■ **WHAT TO PRODUCE**
List all lines of the data that include the string "role".

■ **DATASET CONTENT**
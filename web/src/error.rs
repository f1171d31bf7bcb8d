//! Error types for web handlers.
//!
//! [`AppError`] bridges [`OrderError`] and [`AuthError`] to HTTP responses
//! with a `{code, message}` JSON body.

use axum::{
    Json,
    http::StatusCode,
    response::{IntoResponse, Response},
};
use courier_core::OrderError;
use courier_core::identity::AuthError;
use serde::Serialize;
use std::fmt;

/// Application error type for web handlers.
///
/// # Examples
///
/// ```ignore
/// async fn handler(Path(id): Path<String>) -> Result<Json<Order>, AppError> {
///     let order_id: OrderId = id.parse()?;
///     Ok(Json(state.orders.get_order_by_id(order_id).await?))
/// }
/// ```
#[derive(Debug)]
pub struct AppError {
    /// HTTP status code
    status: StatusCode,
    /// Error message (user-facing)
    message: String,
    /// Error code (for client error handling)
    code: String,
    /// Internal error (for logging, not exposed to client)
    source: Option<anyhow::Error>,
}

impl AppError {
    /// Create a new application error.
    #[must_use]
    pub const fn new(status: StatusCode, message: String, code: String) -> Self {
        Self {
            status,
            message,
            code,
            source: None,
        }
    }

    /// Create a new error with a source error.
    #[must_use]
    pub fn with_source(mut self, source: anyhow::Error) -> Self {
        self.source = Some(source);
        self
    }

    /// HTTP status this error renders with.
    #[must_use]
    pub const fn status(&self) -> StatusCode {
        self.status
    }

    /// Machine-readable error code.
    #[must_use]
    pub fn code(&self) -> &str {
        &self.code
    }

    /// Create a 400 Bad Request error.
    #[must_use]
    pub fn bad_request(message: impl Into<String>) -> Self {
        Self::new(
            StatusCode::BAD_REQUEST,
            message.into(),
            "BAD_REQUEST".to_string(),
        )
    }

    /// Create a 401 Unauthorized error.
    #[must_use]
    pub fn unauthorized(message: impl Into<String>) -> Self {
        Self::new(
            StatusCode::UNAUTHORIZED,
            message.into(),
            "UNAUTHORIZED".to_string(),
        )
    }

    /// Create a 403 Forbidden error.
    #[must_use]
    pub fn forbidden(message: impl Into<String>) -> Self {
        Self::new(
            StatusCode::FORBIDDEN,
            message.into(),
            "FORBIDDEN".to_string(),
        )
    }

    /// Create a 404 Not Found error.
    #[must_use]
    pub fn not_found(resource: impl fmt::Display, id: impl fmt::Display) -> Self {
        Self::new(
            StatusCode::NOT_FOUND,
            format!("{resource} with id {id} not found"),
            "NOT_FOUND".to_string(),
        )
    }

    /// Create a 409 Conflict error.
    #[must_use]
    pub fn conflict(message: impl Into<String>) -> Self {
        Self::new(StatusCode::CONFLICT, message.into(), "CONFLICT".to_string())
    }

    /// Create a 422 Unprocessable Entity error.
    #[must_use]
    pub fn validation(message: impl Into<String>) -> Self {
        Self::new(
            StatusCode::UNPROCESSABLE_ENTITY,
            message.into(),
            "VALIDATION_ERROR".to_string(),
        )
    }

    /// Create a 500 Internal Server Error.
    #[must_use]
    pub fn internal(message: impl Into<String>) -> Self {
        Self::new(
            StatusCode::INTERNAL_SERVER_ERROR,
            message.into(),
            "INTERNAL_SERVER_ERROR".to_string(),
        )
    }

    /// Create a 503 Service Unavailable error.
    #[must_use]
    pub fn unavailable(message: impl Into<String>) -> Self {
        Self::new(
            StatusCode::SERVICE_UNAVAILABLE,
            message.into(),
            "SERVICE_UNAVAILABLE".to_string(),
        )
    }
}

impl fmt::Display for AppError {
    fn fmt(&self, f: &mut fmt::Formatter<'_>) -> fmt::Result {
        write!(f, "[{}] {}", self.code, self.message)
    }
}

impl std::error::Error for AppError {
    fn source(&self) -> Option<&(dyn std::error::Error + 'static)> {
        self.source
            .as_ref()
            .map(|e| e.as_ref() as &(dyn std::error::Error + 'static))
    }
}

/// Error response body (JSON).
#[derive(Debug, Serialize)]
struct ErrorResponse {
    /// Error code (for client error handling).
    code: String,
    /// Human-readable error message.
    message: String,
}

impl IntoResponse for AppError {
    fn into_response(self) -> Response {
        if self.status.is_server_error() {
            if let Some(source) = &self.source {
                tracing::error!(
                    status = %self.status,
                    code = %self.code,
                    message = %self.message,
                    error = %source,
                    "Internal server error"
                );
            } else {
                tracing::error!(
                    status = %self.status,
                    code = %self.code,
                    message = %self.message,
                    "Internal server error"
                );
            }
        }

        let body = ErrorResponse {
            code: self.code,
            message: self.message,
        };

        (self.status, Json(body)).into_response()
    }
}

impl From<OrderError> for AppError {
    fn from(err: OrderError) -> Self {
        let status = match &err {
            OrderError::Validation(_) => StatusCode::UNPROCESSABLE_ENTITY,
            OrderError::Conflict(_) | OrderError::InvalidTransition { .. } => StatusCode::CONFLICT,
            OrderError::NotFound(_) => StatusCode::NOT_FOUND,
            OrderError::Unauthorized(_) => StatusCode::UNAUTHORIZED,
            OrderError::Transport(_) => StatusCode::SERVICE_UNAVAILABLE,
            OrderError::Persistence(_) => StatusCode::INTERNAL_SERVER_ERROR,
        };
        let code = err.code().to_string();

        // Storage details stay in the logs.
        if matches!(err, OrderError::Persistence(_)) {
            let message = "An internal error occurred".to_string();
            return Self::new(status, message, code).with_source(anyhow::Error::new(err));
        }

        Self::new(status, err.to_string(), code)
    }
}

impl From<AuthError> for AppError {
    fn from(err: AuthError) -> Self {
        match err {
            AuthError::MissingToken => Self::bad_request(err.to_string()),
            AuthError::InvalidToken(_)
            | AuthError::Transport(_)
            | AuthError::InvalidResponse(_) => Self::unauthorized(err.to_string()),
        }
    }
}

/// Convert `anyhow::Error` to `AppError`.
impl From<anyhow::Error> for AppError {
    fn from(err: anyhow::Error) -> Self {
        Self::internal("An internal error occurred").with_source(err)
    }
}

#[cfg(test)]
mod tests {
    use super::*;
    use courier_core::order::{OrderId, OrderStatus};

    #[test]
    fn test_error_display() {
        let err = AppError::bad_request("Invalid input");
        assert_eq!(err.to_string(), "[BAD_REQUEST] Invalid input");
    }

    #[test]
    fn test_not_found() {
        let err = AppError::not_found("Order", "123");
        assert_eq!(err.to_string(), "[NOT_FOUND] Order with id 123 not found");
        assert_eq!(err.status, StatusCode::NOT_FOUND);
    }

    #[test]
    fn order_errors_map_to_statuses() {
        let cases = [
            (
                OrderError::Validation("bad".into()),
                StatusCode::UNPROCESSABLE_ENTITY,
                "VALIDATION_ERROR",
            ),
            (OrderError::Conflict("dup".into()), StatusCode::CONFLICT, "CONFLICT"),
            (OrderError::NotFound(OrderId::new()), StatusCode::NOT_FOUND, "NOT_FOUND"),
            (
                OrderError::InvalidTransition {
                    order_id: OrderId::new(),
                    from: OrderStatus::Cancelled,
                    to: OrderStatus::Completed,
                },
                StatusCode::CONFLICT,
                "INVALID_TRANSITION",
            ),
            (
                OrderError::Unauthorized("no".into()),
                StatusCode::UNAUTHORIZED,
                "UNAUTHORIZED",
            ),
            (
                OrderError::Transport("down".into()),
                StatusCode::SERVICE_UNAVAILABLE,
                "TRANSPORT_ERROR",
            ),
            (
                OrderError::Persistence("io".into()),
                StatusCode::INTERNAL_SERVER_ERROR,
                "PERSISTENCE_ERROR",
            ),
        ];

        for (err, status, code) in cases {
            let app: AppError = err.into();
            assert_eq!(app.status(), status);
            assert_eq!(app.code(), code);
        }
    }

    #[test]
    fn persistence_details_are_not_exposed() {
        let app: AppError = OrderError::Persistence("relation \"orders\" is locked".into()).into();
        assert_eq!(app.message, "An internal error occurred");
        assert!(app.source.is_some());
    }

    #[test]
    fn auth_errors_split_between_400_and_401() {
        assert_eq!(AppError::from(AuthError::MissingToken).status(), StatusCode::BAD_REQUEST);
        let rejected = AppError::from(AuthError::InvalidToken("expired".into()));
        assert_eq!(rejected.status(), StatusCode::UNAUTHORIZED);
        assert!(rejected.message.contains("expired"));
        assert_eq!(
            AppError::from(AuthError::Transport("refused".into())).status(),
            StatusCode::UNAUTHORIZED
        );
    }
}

* * *

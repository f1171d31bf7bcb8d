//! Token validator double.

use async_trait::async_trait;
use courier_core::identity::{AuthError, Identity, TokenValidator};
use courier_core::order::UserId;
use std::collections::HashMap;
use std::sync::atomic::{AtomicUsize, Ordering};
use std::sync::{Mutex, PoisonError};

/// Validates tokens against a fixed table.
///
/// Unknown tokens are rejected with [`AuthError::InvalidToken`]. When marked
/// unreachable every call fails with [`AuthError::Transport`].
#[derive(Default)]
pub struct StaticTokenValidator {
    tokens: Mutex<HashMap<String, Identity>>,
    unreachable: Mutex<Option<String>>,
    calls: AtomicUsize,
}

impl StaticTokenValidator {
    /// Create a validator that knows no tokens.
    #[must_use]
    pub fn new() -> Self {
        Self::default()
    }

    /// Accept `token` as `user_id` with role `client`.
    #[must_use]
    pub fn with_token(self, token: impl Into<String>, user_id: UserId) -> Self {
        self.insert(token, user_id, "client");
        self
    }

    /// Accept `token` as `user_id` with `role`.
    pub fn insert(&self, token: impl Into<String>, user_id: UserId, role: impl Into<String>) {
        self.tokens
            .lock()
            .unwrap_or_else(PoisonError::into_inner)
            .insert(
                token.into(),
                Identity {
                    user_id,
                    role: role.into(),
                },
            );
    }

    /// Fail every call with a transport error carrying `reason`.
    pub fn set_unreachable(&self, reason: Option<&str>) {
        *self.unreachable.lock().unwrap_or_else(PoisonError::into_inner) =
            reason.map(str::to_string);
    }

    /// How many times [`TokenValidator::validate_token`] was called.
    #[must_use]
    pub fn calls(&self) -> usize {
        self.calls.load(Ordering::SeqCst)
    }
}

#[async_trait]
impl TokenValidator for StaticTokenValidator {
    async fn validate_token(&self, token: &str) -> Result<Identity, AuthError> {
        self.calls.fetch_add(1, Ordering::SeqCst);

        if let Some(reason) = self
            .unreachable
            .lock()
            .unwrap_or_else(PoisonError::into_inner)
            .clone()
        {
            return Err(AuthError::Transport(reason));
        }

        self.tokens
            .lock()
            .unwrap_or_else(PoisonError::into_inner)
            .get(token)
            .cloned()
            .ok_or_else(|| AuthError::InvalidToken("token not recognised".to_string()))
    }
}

■ **WRITTEN ANSWER**
    /// Accept `token` as `user_id` with role `client`.
    /// Accept `token` as `user_id` with `role`.
    pub fn insert(&self, token: impl Into<String>, user_id: UserId, role: impl Into<String>) {
                    role: role.into(),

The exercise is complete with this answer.